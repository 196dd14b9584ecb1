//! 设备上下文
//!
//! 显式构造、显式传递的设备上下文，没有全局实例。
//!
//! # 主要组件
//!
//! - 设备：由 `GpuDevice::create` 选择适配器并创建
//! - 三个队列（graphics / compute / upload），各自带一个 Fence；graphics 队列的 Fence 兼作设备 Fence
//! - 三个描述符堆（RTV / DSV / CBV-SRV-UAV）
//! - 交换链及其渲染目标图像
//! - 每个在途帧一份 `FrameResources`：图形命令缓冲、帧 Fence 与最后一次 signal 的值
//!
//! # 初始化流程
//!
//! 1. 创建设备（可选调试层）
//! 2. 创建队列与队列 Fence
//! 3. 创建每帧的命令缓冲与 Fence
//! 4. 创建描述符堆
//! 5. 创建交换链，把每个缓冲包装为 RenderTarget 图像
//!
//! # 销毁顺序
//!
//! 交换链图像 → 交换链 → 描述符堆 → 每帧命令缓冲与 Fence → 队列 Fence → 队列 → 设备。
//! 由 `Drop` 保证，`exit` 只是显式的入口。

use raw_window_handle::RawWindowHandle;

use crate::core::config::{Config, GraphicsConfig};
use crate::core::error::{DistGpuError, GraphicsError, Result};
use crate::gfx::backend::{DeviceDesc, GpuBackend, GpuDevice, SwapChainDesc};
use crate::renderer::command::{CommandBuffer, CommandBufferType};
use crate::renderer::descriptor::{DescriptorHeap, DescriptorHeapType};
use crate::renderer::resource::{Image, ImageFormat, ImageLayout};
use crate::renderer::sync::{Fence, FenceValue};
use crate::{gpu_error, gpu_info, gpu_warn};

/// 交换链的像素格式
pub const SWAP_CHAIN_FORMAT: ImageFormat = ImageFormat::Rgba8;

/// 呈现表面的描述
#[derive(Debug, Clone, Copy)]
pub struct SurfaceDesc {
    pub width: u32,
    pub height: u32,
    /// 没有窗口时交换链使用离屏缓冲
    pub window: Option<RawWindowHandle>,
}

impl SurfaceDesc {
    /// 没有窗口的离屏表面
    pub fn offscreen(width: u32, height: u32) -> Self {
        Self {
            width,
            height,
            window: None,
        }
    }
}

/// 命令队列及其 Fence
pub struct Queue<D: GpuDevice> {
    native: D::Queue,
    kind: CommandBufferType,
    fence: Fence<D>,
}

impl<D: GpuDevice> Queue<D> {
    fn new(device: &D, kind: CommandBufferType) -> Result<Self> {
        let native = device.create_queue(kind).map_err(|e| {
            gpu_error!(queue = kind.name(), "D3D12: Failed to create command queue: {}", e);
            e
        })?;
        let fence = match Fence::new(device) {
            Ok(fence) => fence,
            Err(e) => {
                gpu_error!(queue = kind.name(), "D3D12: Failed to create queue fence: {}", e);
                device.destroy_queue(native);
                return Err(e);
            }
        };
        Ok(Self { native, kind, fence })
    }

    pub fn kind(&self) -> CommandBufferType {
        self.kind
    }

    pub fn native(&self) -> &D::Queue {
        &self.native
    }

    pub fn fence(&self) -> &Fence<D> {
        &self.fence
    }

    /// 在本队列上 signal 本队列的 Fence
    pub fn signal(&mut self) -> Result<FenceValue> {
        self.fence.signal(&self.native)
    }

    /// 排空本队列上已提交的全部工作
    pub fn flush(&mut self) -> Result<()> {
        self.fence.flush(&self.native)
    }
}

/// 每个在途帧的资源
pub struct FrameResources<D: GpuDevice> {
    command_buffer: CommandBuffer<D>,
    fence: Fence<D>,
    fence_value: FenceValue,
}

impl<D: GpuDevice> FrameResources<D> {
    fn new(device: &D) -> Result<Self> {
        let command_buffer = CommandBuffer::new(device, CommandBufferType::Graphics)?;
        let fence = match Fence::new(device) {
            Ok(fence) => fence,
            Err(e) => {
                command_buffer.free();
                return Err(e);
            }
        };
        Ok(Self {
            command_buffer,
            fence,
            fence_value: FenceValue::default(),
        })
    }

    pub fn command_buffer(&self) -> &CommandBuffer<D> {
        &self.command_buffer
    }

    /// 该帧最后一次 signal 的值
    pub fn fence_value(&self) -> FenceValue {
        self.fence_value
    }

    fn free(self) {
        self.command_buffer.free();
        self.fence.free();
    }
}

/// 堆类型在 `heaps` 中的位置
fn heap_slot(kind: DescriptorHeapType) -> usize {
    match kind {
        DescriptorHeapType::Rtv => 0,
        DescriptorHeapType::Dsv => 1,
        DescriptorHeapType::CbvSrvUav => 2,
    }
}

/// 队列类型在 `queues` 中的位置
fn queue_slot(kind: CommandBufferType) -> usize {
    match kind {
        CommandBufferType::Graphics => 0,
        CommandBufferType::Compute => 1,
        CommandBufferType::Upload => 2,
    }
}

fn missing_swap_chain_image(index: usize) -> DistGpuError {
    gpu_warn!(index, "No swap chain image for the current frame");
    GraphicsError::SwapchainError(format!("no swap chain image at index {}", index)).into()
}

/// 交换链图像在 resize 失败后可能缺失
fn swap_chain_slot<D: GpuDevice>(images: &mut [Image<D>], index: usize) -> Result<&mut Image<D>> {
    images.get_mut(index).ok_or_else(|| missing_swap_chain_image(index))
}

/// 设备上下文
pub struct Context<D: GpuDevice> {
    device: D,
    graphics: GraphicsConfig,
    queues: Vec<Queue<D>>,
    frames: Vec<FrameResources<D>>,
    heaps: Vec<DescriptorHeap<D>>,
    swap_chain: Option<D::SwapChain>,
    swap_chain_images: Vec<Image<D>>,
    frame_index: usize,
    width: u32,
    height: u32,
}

HOW TO COMPLETE THIS TASK:
In the listing above, find the lines holding the word "core" and copy them.

SOLUTION:
use crate::core::config::{Config, GraphicsConfig};
use crate::core::error::{DistGpuError, GraphicsError, Result};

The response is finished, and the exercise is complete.